Here we explain what researchers know about the safety and effectiveness of cannabis for autism and related conditions.

What is medical marijuana?
Medical marijuana generally refers to any product derived from cannabis plants — including dried flowers, resins and oils — that has been recommended by a doctor. It may be consumed directly or infused into an array of foods, lozenges and candies. These products have become popular among autistic people and their families for treating a broad swath of conditions, including insomnia, epilepsy and chronic pain.

Depending on the strain of the plant and the processing methods used, these products contain varying levels of active ingredients, including tetrahydrocannabinol (THC) — responsible for the ‘high’ associated with marijuana — and cannabidiol (CBD), which is minimally psychoactive. Much of the research on medical applications focuses on CBD. There are also more than 500 other compounds in marijuana that may affect people’s behavior and cognition1.

Is medical marijuana legal?
Yes and no. Federal law in the United States classifies marijuana and its derivatives as ‘Schedule 1’ drugs, meaning that they have no accepted medical use and a high potential for abuse. Schedule 1 drugs are illegal, and research on them requires labs to follow strict security protocols and adhere to regular facility inspections.

In 33 states, along with the District of Columbia and Puerto Rico, however, people can legally buy and use medical cannabis for certain approved conditions, such as seizures and sleep problems, although the list of qualifying conditions varies by state. These same states, plus 13 others, also allow CBD oil. Fourteen states plus Puerto Rico have approved medical marijuana for autism, and some additional states may allow it for autistic people at a doctor’s discretion.

Under U.S. federal law, CBD products manufactured from industrial hemp are legal as long as they contain no more than 0.3 percent THC. And in some states, CBD oil is permitted to contain up to 5 percent THC.

In many states where medical marijuana is legal, licensed dispensaries sell products that have been tested by accredited laboratories to verify the presence of active ingredients and the absence of contaminants. Some states permit individuals or their licensed caregivers to grow their own cannabis plants for personal use. Most states in the U.S. require people who use medical marijuana to register and get a special identification card.

In many European countries, as well as in Australia, Canada, Israel and Jamaica, medical cannabis is legal, with specific laws varying from country to country.

Are there any cannabis-derived drugs approved to treat autism or related conditions?
To date, the U.S. Food and Drug Administration has approved only one cannabis-derived drug: Epidiolex. It is a liquid cannabis extract containing purified CBD that can decrease seizures in people with Dravet syndrome or Lennox-Gastaut syndrome — severe forms of epilepsy that are sometimes accompanied by autism — and in those with tuberous sclerosis complex. It is available only by prescription, and only for these three conditions.

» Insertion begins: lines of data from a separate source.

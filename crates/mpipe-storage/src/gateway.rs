//! Blob store seam.

use std::path::{Path, PathBuf};

use async_trait::async_trait;

use crate::content_type::content_type_for;
use crate::error::{StorageError, StorageResult};

/// Result of a directory upload.
#[derive(Debug, Clone, Default, PartialEq, Eq)]
pub struct UploadSummary {
    /// Keys written, in upload order
    pub uploaded: Vec<String>,
    /// Files skipped because their extension is not on the allow-list
    pub skipped: usize,
}

/// One worker's exclusive connection to the blob store.
#[async_trait]
pub trait BlobStore: Send + Sync {
    /// Fetch the original upload `key` into `dest_dir`, returning the local path.
    async fn download(&self, key: &str, dest_dir: &Path) -> StorageResult<PathBuf>;

    /// Upload every allow-listed file under `local_dir` to `remote_prefix/`.
    async fn upload_directory(
        &self,
        local_dir: &Path,
        remote_prefix: &str,
    ) -> StorageResult<UploadSummary>;
}

/// Opens blob store connections. Each worker calls `connect` once.
#[async_trait]
pub trait BlobConnector: Send + Sync {
    async fn connect(&self) -> StorageResult<Box<dyn BlobStore>>;
}

/// A file selected for upload.
#[derive(Debug, Clone, PartialEq, Eq)]
pub struct PlannedUpload {
    pub path: PathBuf,
    pub key: String,
    pub content_type: &'static str,
}

/// Walk `local_dir` and pair each allow-listed file with its remote key.
///
/// Keys are `remote_prefix/<path relative to local_dir>` with `/` separators.
pub async fn plan_directory_upload(
    local_dir: &Path,
    remote_prefix: &str,
) -> StorageResult<(Vec<PlannedUpload>, usize)> {
    let prefix = remote_prefix.trim_matches('/');
    let mut planned = Vec::new();
    let mut skipped = 0;
    let mut pending = vec![local_dir.to_path_buf()];

    while let Some(dir) = pending.pop() {
        let mut entries = tokio::fs::read_dir(&dir).await?;
        while let Some(entry) = entries.next_entry().await? {
            let path = entry.path();
            if entry.file_type().await?.is_dir() {
                pending.push(path);
                continue;
            }

            let Some(content_type) = content_type_for(&path) else {
                skipped += 1;
                continue;
            };

            let relative = path
                .strip_prefix(local_dir)
                .map_err(|_| StorageError::InvalidKey(path.display().to_string()))?;
            let relative = relative
                .components()
                .map(|c| c.as_os_str().to_string_lossy())
                .collect::<Vec<_>>()
                .join("/");
            let key = if prefix.is_empty() {
                relative
            } else {
                format!("{}/{}", prefix, relative)
            };

            planned.push(PlannedUpload {
                path,
                key,
                content_type,
            });
        }
    }

    planned.sort_by(|a, b| a.key.cmp(&b.key));
    Ok((planned, skipped))
}

/// Local path for a downloaded key. Keys may not leave `dest_dir`.
pub fn download_path(key: &str, dest_dir: &Path) -> StorageResult<PathBuf> {
    let valid = !key.is_empty()
        && !key.contains('/')
        && !key.contains('\\')
        && !key.contains("..");
    if !valid {
        return Err(StorageError::InvalidKey(key.to_string()));
    }
    Ok(dest_dir.join(key))
}

#[cfg(test)]
mod tests {
    use super::*;
    use tempfile::TempDir;

    #[tokio::test]
    async fn test_plan_directory_upload() {
        let dir = TempDir::new().unwrap();
        let root = dir.path();
        tokio::fs::write(root.join("clip.mpd"), b"").await.unwrap();
        tokio::fs::write(root.join("clip_h264_640p.mp4"), b"").await.unwrap();
        tokio::fs::write(root.join("notes.txt"), b"").await.unwrap();
        tokio::fs::create_dir(root.join("seg")).await.unwrap();
        tokio::fs::write(root.join("seg/segment_1.m4s"), b"").await.unwrap();

        let (planned, skipped) = plan_directory_upload(root, "clip/").await.unwrap();
        let keys: Vec<_> = planned.iter().map(|p| p.key.as_str()).collect();

        assert_eq!(keys, ["clip/clip.mpd", "clip/clip_h264_640p.mp4", "clip/seg/segment_1.m4s"]);
        assert_eq!(skipped, 1);
        assert_eq!(planned[0].content_type, "application/dash+xml");
    }

    #[test]
    fn test_download_path_rejects_escapes() {
        let dest = Path::new("/scratch/worker-0");
        assert_eq!(
            download_path("clip.mp4", dest).unwrap(),
            PathBuf::from("/scratch/worker-0/clip.mp4")
        );
        assert!(download_path("../clip.mp4", dest).is_err());
        assert!(download_path("a/clip.mp4", dest).is_err());
        assert!(download_path("", dest).is_err());
    }
}
//! Queue configuration.

use std::time::Duration;

/// Queue configuration.
#[derive(Debug, Clone)]
pub struct QueueConfig {
    /// Redis URL
    pub redis_url: String,
    /// Stream carrying upload notifications
    pub stream_name: String,
    /// Consumer group name
    pub consumer_group: String,
    /// Dead letter stream name
    pub dlq_stream_name: String,
    /// Failed attempts per record before it is dead-lettered
    pub max_delivery_attempts: u32,
    /// Unacknowledged records idle this long are redelivered
    pub claim_min_idle: Duration,
    /// How often idle records are reclaimed
    pub claim_interval: Duration,
    /// How long one read blocks waiting for new records
    pub block: Duration,
    /// Records fetched per read
    pub batch_size: usize,
}

impl Default for QueueConfig {
    fn default() -> Self {
        Self {
            redis_url: "redis://localhost:6379".to_string(),
            stream_name: "mpipe:uploads".to_string(),
            consumer_group: "mpipe:workers".to_string(),
            dlq_stream_name: "mpipe:dlq".to_string(),
            max_delivery_attempts: 3,
            claim_min_idle: Duration::from_secs(600), // 10 minutes
            claim_interval: Duration::from_secs(30),
            block: Duration::from_secs(5),
            batch_size: 10,
        }
    }
}

impl QueueConfig {
    /// Create config from environment variables.
    pub fn from_env() -> Self {
        let defaults = Self::default();
        Self {
            redis_url: std::env::var("REDIS_URL").unwrap_or(defaults.redis_url),
            stream_name: std::env::var("QUEUE_STREAM").unwrap_or(defaults.stream_name),
            consumer_group: std::env::var("QUEUE_CONSUMER_GROUP")
                .unwrap_or(defaults.consumer_group),
            dlq_stream_name: std::env::var("QUEUE_DLQ_STREAM").unwrap_or(defaults.dlq_stream_name),
            max_delivery_attempts: std::env::var("QUEUE_MAX_DELIVERY_ATTEMPTS")
                .ok()
                .and_then(|s| s.parse().ok())
                .filter(|n| *n > 0)
                .unwrap_or(defaults.max_delivery_attempts),
            claim_min_idle: std::env::var("QUEUE_CLAIM_MIN_IDLE_SECS")
                .ok()
                .and_then(|s| s.parse().ok())
                .map(Duration::from_secs)
                .unwrap_or(defaults.claim_min_idle),
            ..defaults
        }
    }

    /// How often in-flight records have their idle time refreshed; well
    /// inside `claim_min_idle` so a slow file is never reclaimed.
    pub fn keep_alive_interval(&self) -> Duration {
        (self.claim_min_idle / 3).max(Duration::from_secs(1))
    }
}

#[cfg(test)]
mod tests {
    use super::*;

    #[test]
    fn test_keep_alive_inside_claim_window() {
        let config = QueueConfig::default();
        assert_eq!(config.keep_alive_interval(), Duration::from_secs(200));

        let short = QueueConfig {
            claim_min_idle: Duration::from_secs(2),
            ..QueueConfig::default()
        };
        assert_eq!(short.keep_alive_interval(), Duration::from_secs(1));
    }
}
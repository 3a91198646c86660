//! Redis Streams source tests.
//!
//! These tests require a running Redis instance.
//! Run with: `cargo test -p mpipe-queue -- --ignored`

use std::collections::HashMap;
use std::time::Duration;

use mpipe_models::FileEvent;
use mpipe_queue::{EventSource, QueueConfig, RedisStreamSource};

async fn source(max_delivery_attempts: u32) -> RedisStreamSource {
    source_with(max_delivery_attempts, QueueConfig::default().claim_min_idle).await
}

async fn source_with(max_delivery_attempts: u32, claim_min_idle: Duration) -> RedisStreamSource {
    dotenvy::dotenv().ok();
    let suffix = uuid::Uuid::new_v4();
    let config = QueueConfig {
        stream_name: format!("mpipe:test:{}", suffix),
        consumer_group: format!("mpipe:test-group:{}", suffix),
        dlq_stream_name: format!("mpipe:test-dlq:{}", suffix),
        max_delivery_attempts,
        block: Duration::from_millis(200),
        claim_min_idle,
        claim_interval: Duration::ZERO,
        ..QueueConfig::from_env()
    };
    let source = RedisStreamSource::new(config).expect("client");
    source.init().await.expect("init");
    source
}

#[tokio::test]
#[ignore = "requires Redis"]
async fn test_publish_poll_ack() {
    let source = source(3).await;
    // Creating the group twice is tolerated.
    source.init().await.unwrap();

    let mut headers = HashMap::new();
    headers.insert(
        "traceparent".to_string(),
        "00-4bf92f3577b34da6a3ce929d0e0e4736-00f067aa0ba902b7-01".to_string(),
    );
    let payload = FileEvent::new("clip.mp4", "video/mp4", 7).to_payload().unwrap();
    let id = source.publish(&payload, &headers).await.unwrap();

    let records = source.poll().await.unwrap();
    assert_eq!(records.len(), 1);
    assert_eq!(records[0].delivery.message_id, id);

    let event = records[0].decode().unwrap();
    assert_eq!(event.filename, "clip.mp4");
    assert!(event.trace.is_some());

    source.ack(&records[0].delivery).await.unwrap();
    assert!(source.poll().await.unwrap().is_empty());
}

#[tokio::test]
#[ignore = "requires Redis"]
async fn test_failure_counter_and_dead_letter() {
    let source = source(2).await;
    let payload = FileEvent::new("clip.mp4", "video/mp4", 7).to_payload().unwrap();
    source.publish(&payload, &HashMap::new()).await.unwrap();

    let record = source.poll().await.unwrap().remove(0);
    assert_eq!(source.record_failure(&record.delivery).await.unwrap(), 1);
    assert_eq!(source.record_failure(&record.delivery).await.unwrap(), 2);
    assert_eq!(source.max_delivery_attempts(), 2);

    source
        .dead_letter(&record.delivery, &payload, "encode failed")
        .await
        .unwrap();
    assert!(source.poll().await.unwrap().is_empty());
}

#[tokio::test]
#[ignore = "requires Redis"]
async fn test_keep_alive_defers_reclaim() {
    let source = source_with(3, Duration::from_millis(300)).await;
    let payload = FileEvent::new("clip.mp4", "video/mp4", 7).to_payload().unwrap();
    let id = source.publish(&payload, &HashMap::new()).await.unwrap();
    let record = source.poll().await.unwrap().remove(0);

    tokio::time::sleep(Duration::from_millis(200)).await;
    source.keep_alive(&[record.delivery.clone()]).await.unwrap();
    tokio::time::sleep(Duration::from_millis(200)).await;
    assert!(source.poll().await.unwrap().is_empty());

    tokio::time::sleep(Duration::from_millis(400)).await;
    let reclaimed = source.poll().await.unwrap();
    assert_eq!(reclaimed[0].delivery.message_id, id);
    source.ack(&record.delivery).await.unwrap();
}
//! Event ingestion for the media pipeline.
//!
//! This crate provides:
//! - The [`EventSource`] consumer-group trait
//! - A Redis Streams implementation with idle-record reclaim and a
//!   dead-letter stream
//! - An in-memory source for tests
//! - The [`IngestionGate`] feeding the bounded work queue
//! - The [`InFlight`] set shared by the gate and the workers

pub mod config;
pub mod error;
pub mod gate;
pub mod inflight;
pub mod memory;
pub mod redis_stream;
pub mod source;

pub use config::QueueConfig;
pub use error::{QueueError, QueueResult};
pub use gate::{Admission, GateMetrics, GateStats, IngestionGate};
pub use inflight::InFlight;
pub use memory::{DeadLetter, MemorySource};
pub use redis_stream::RedisStreamSource;
pub use source::{EventSource, StreamRecord, PAYLOAD_FIELD};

GW Pharmaceuticals, the company that makes Epidiolex, is conducting a trial of the drug for Rett syndrome, a neurodevelopmental condition related to autism. The Rett syndrome trial is not focused on alleviating seizures, but on improving cognitive and behavioral problems. The company is also recruiting autistic children and teenagers for a phase 2 trial of cannabidivarin, another component of cannabis. That trial will examine cannabidivarin’s effect on a range of traits in autistic children, including repetitive behaviors, and on quality of life.

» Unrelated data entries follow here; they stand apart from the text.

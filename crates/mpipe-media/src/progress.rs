//! FFmpeg progress parsing.

use serde::{Deserialize, Serialize};

/// Progress information from FFmpeg's `-progress pipe:2` output.
#[derive(Debug, Clone, Default, Serialize, Deserialize)]
pub struct FfmpegProgress {
    /// Current frame number
    pub frame: u64,
    /// Current FPS
    pub fps: f64,
    /// Output time in milliseconds
    pub out_time_ms: i64,
    /// Encoding speed (e.g., 1.5 = 1.5x realtime)
    pub speed: f64,
    /// Whether encoding is complete
    pub is_complete: bool,
}

/// Fold one `key=value` line into `current`.
///
/// Returns a snapshot on every `progress=` line, which FFmpeg emits at the
/// end of each report block.
pub fn parse_progress_line(line: &str, current: &mut FfmpegProgress) -> Option<FfmpegProgress> {
    let (key, value) = line.trim().split_once('=')?;

    match key {
        "out_time_us" => {
            if let Ok(us) = value.parse::<i64>() {
                current.out_time_ms = us / 1000;
            }
        }
        "frame" => {
            if let Ok(frame) = value.parse() {
                current.frame = frame;
            }
        }
        "fps" => {
            if let Ok(fps) = value.parse() {
                current.fps = fps;
            }
        }
        "speed" => {
            // Format: "1.5x" or "N/A"
            if let Some(speed) = value.strip_suffix('x').and_then(|s| s.trim().parse().ok()) {
                current.speed = speed;
            }
        }
        "progress" => {
            current.is_complete = value == "end";
            return Some(current.clone());
        }
        _ => {}
    }

    None
}

#[cfg(test)]
mod tests {
    use super::*;

    #[test]
    fn test_progress_parsing() {
        let mut progress = FfmpegProgress::default();

        assert!(parse_progress_line("out_time_us=5000000", &mut progress).is_none());
        assert_eq!(progress.out_time_ms, 5000);

        parse_progress_line("speed=1.5x", &mut progress);
        assert!((progress.speed - 1.5).abs() < 0.01);

        parse_progress_line("speed=N/A", &mut progress);
        assert!((progress.speed - 1.5).abs() < 0.01);

        let snapshot = parse_progress_line("progress=end", &mut progress).unwrap();
        assert!(snapshot.is_complete);
    }

    #[test]
    fn test_ignores_noise() {
        let mut progress = FfmpegProgress::default();
        assert!(parse_progress_line("[libx264 @ 0x5581] frame I:1", &mut progress).is_none());
        assert_eq!(progress.frame, 0);
    }
}
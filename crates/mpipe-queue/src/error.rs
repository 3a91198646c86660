//! Queue error types.

use thiserror::Error;

pub type QueueResult<T> = Result<T, QueueError>;

#[derive(Debug, Error)]
pub enum QueueError {
    #[error("Connection failed: {0}")]
    ConnectionFailed(String),

    #[error("Unknown delivery: {0}")]
    UnknownDelivery(String),

    #[error("Malformed stream reply: {0}")]
    MalformedReply(String),

    #[error("Redis error: {0}")]
    Redis(#[from] redis::RedisError),
}

impl QueueError {
    pub fn connection_failed(msg: impl Into<String>) -> Self {
        Self::ConnectionFailed(msg.into())
    }

    pub fn unknown_delivery(id: impl Into<String>) -> Self {
        Self::UnknownDelivery(id.into())
    }
}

How might cannabis help autistic people?
Epidiolex’s success has spurred many parents to try marijuana and cannabis extracts for seizures, behavioral issues and other autism-related traits in their children, but experts warn that these drugs remain largely untested for such purposes. Some studies on cannabinoids have shown promising results in animal models and in early-stage clinical trials, but this research does not yet support their widespread use.

Cannabis’ active ingredients are thought to exert their effects by binding to proteins called cannabinoid receptors in the brain: THC activates the CB1 and CB2 receptors, whereas CBD seems to block them2.

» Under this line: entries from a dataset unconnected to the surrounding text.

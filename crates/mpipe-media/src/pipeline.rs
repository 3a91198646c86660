//! Rendition pipeline orchestrator.
//!
//! Per file: `Dispatch → {EncodeRenditions → EncodeAudio} per profile →
//! PackageManifest → Cleanup`. Stages run strictly in order and the first
//! failure ends the run; cleanup runs either way.

use std::path::{Path, PathBuf};
use std::sync::Arc;
use std::time::{Duration, Instant};

use metrics::Counter;
use mpipe_models::encoding::{DEFAULT_SEGMENT_MS, RenditionTarget};
use mpipe_models::{MediaKind, ProfileError, RenditionLadder, RenditionProfile};
use tracing::{debug, info};

use crate::cleanup::{remove_intermediates, CleanupReport};
use crate::command::{ProcessRunner, TrackKind};
use crate::engine::{
    EncodeRequest, FfmpegEngine, ManifestPackager, Mp4BoxPackager, PackageRequest, PackageTrack,
    PassSpec, TranscodeEngine,
};
use crate::error::{MediaError, MediaResult};

/// A step of the per-file state machine.
#[derive(Debug, Clone, Copy, PartialEq, Eq, Hash)]
pub enum PipelineStage {
    Dispatch,
    EncodeRenditions,
    EncodeAudio,
    PackageManifest,
    Cleanup,
}

impl PipelineStage {
    pub fn as_str(&self) -> &'static str {
        match self {
            PipelineStage::Dispatch => "dispatch",
            PipelineStage::EncodeRenditions => "encode_renditions",
            PipelineStage::EncodeAudio => "encode_audio",
            PipelineStage::PackageManifest => "package_manifest",
            PipelineStage::Cleanup => "cleanup",
        }
    }
}

impl std::fmt::Display for PipelineStage {
    fn fmt(&self, f: &mut std::fmt::Formatter<'_>) -> std::fmt::Result {
        f.write_str(self.as_str())
    }
}

/// Pipeline configuration.
#[derive(Debug, Clone)]
pub struct PipelineConfig {
    /// Enabled codec profiles
    pub ladder: RenditionLadder,
    /// Manifest segment duration
    pub segment_ms: u32,
    /// Kill engine invocations running longer than this
    pub engine_timeout: Option<Duration>,
}

impl Default for PipelineConfig {
    fn default() -> Self {
        Self {
            ladder: RenditionLadder::default(),
            segment_ms: DEFAULT_SEGMENT_MS,
            engine_timeout: None,
        }
    }
}

impl PipelineConfig {
    /// Create config from environment variables.
    ///
    /// Fails when `PIPELINE_CODECS` names an unknown profile or the
    /// resulting ladder does not validate.
    pub fn from_env() -> Result<Self, ProfileError> {
        let ladder = match std::env::var("PIPELINE_CODECS") {
            Ok(list) if !list.trim().is_empty() => RenditionLadder::from_codec_list(&list)?,
            _ => RenditionLadder::default(),
        };

        Ok(Self {
            ladder,
            segment_ms: std::env::var("PIPELINE_SEGMENT_MS")
                .ok()
                .and_then(|s| s.parse().ok())
                .filter(|ms| *ms > 0)
                .unwrap_or(DEFAULT_SEGMENT_MS),
            engine_timeout: std::env::var("PIPELINE_ENGINE_TIMEOUT_SECS")
                .ok()
                .and_then(|s| s.parse().ok())
                .filter(|secs| *secs > 0)
                .map(Duration::from_secs),
        })
    }
}

/// Files produced by a completed run.
#[derive(Debug, Clone)]
pub struct PipelineOutput {
    pub kind: MediaKind,
    /// `<scratch>/<basename>/`
    pub output_dir: PathBuf,
    pub manifest: PathBuf,
    pub renditions: Vec<PathBuf>,
    pub audio_tracks: Vec<PathBuf>,
    pub cleanup: CleanupReport,
}

/// Outputs accumulated while stages run.
#[derive(Default)]
struct Artifacts {
    renditions: Vec<PathBuf>,
    audio_tracks: Vec<PathBuf>,
    tracks: Vec<PackageTrack>,
    pass_logs: Vec<PathBuf>,
}

/// Sequences engine and packager invocations for one file at a time.
#[derive(Clone)]
pub struct RenditionPipeline {
    config: Arc<PipelineConfig>,
    engine: Arc<dyn TranscodeEngine>,
    packager: Arc<dyn ManifestPackager>,
    cleanup_failures: Counter,
}

impl RenditionPipeline {
    pub fn new(
        config: PipelineConfig,
        engine: Arc<dyn TranscodeEngine>,
        packager: Arc<dyn ManifestPackager>,
    ) -> Self {
        Self {
            config: Arc::new(config),
            engine,
            packager,
            cleanup_failures: Counter::noop(),
        }
    }

    /// Pipeline over the `ffmpeg` and `MP4Box` CLIs.
    pub fn with_cli_tools(config: PipelineConfig) -> Self {
        let mut runner = ProcessRunner::new();
        if let Some(timeout) = config.engine_timeout {
            runner = runner.with_timeout(timeout);
        }
        Self::new(
            config,
            Arc::new(FfmpegEngine::new(runner.clone())),
            Arc::new(Mp4BoxPackager::new(runner)),
        )
    }

    /// Count cleanup failures on `counter`.
    pub fn with_cleanup_counter(mut self, counter: Counter) -> Self {
        self.cleanup_failures = counter;
        self
    }

    pub fn config(&self) -> &PipelineConfig {
        &self.config
    }

    /// Map a declared content type to a media kind.
    pub fn dispatch(content_type: &str) -> MediaResult<MediaKind> {
        MediaKind::from_content_type(content_type)
            .ok_or_else(|| MediaError::UnsupportedContent(content_type.to_string()))
    }

    /// Run every stage for the file at `input`.
    ///
    /// Outputs are written to a directory named after the input's basename,
    /// next to the input. The input itself and any pass logs are removed
    /// before returning, on success and on failure.
    pub async fn run(&self, input: &Path, content_type: &str) -> MediaResult<PipelineOutput> {
        let kind = Self::dispatch(content_type)?;
        let (basename, output_dir) = output_location(input)?;

        if !tokio::fs::try_exists(input).await.unwrap_or(false) {
            return Err(MediaError::FileNotFound(input.to_path_buf()).at_stage(PipelineStage::Dispatch));
        }
        tokio::fs::create_dir_all(&output_dir)
            .await
            .map_err(|e| MediaError::from(e).at_stage(PipelineStage::Dispatch))?;

        let started = Instant::now();
        info!(kind = %kind, basename = %basename, "Starting rendition pipeline");

        let mut artifacts = Artifacts::default();
        let result = self
            .encode_and_package(kind, input, &basename, &output_dir, &mut artifacts)
            .await;

        let cleanup = remove_intermediates(input, &output_dir, &artifacts.pass_logs).await;
        if cleanup.failures > 0 {
            self.cleanup_failures.increment(cleanup.failures as u64);
        }

        let manifest = result?;
        info!(
            renditions = artifacts.renditions.len(),
            audio_tracks = artifacts.audio_tracks.len(),
            elapsed_ms = started.elapsed().as_millis() as u64,
            "Rendition pipeline completed"
        );

        Ok(PipelineOutput {
            kind,
            output_dir,
            manifest,
            renditions: artifacts.renditions,
            audio_tracks: artifacts.audio_tracks,
            cleanup,
        })
    }

    async fn encode_and_package(
        &self,
        kind: MediaKind,
        input: &Path,
        basename: &str,
        output_dir: &Path,
        artifacts: &mut Artifacts,
    ) -> MediaResult<PathBuf> {
        for profile in self.config.ladder.iter() {
            if kind.has_video() {
                for target in &profile.renditions {
                    self.encode_rendition(profile, target, input, basename, output_dir, artifacts)
                        .await
                        .map_err(|e| e.at_stage(PipelineStage::EncodeRenditions))?;
                }
            }

            self.encode_audio(profile, input, basename, output_dir, artifacts)
                .await
                .map_err(|e| e.at_stage(PipelineStage::EncodeAudio))?;
        }

        let manifest = output_dir.join(format!("{}.mpd", basename));
        let request = PackageRequest {
            output_dir: output_dir.to_path_buf(),
            manifest: manifest.clone(),
            tracks: artifacts.tracks.clone(),
            segment_ms: self.config.segment_ms,
        };
        debug!(tracks = request.tracks.len(), "Packaging manifest");
        self.packager
            .package(&request)
            .await
            .map_err(|e| e.at_stage(PipelineStage::PackageManifest))?;

        Ok(manifest)
    }

    async fn encode_rendition(
        &self,
        profile: &RenditionProfile,
        target: &RenditionTarget,
        input: &Path,
        basename: &str,
        output_dir: &Path,
        artifacts: &mut Artifacts,
    ) -> MediaResult<()> {
        let output = output_dir.join(format!("{}_{}.{}", basename, target.name, profile.container));
        let args = profile.video_args(target);
        let passes = profile.mode.passes();

        let log_prefix = (passes > 1).then(|| {
            let prefix = output_dir.join(format!("{}_{}_passlog", basename, target.name));
            artifacts.pass_logs.push(prefix.clone());
            prefix
        });

        for number in 1..=passes {
            debug!(rendition = %target.name, pass = number, "Encoding rendition");
            let request = EncodeRequest {
                input: input.to_path_buf(),
                output: output.clone(),
                args: args.clone(),
                pass: log_prefix.as_ref().map(|prefix| PassSpec {
                    number,
                    log_prefix: prefix.clone(),
                }),
            };
            self.engine.encode(&request).await?;
        }

        artifacts.tracks.push(PackageTrack {
            path: output.clone(),
            kind: TrackKind::Video,
            id: target.name.clone(),
        });
        artifacts.renditions.push(output);
        Ok(())
    }

    async fn encode_audio(
        &self,
        profile: &RenditionProfile,
        input: &Path,
        basename: &str,
        output_dir: &Path,
        artifacts: &mut Artifacts,
    ) -> MediaResult<()> {
        let audio = &profile.audio;
        let output = output_dir.join(format!("{}_{}.{}", basename, audio.name, audio.extension));

        debug!(track = %audio.name, codec = %audio.codec, "Encoding audio track");
        self.engine
            .encode(&EncodeRequest {
                input: input.to_path_buf(),
                output: output.clone(),
                args: profile.audio_args(),
                pass: None,
            })
            .await?;

        artifacts.tracks.push(PackageTrack {
            path: output.clone(),
            kind: TrackKind::Audio,
            id: audio.name.clone(),
        });
        artifacts.audio_tracks.push(output);
        Ok(())
    }
}

/// Basename and output directory for an input path.
fn output_location(input: &Path) -> MediaResult<(String, PathBuf)> {
    let invalid = |reason: &str| {
        MediaError::InvalidInput(format!("{}: {}", input.display(), reason))
    };

    let file_name = input
        .file_name()
        .and_then(|n| n.to_str())
        .ok_or_else(|| invalid("no file name"))?;
    let basename = input
        .file_stem()
        .and_then(|s| s.to_str())
        .ok_or_else(|| invalid("no file name"))?;

    // The output directory would collide with the input file itself.
    if basename == file_name {
        return Err(invalid("file name has no extension"));
    }

    let parent = input.parent().unwrap_or_else(|| Path::new("."));
    Ok((basename.to_string(), parent.join(basename)))
}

Both types of cannabinoid receptors are located in neurons in the brain and throughout the body. The brain contains more CB1 than CB2 receptors, and the activation of each receptor type affects a range of ion channels and proteins involved in cell signaling3. The ultimate effects of cannabinoid receptor activation depend on which body system they belong to. For instance, the activation of CB1 receptors in the brain can either increase or decrease neuron excitability, depending on which kind of neuron a cannabinoid binds to; activation of CB2 receptors in the digestive system can decrease inflammation4,5.

Blocking the CB1 receptor can relieve seizures and memory issues in a mouse model of fragile X syndrome, a condition related to autism, according to a 2013 study in Nature Medicine6. A 2018 clinical trial of a synthetic CBD drug by the drug maker Zynerba showed significant improvements in anxiety and other behavioral traits in people with fragile X. Cannabinoid receptor activation has also been shown to lead to memory improvements in fragile X mice7.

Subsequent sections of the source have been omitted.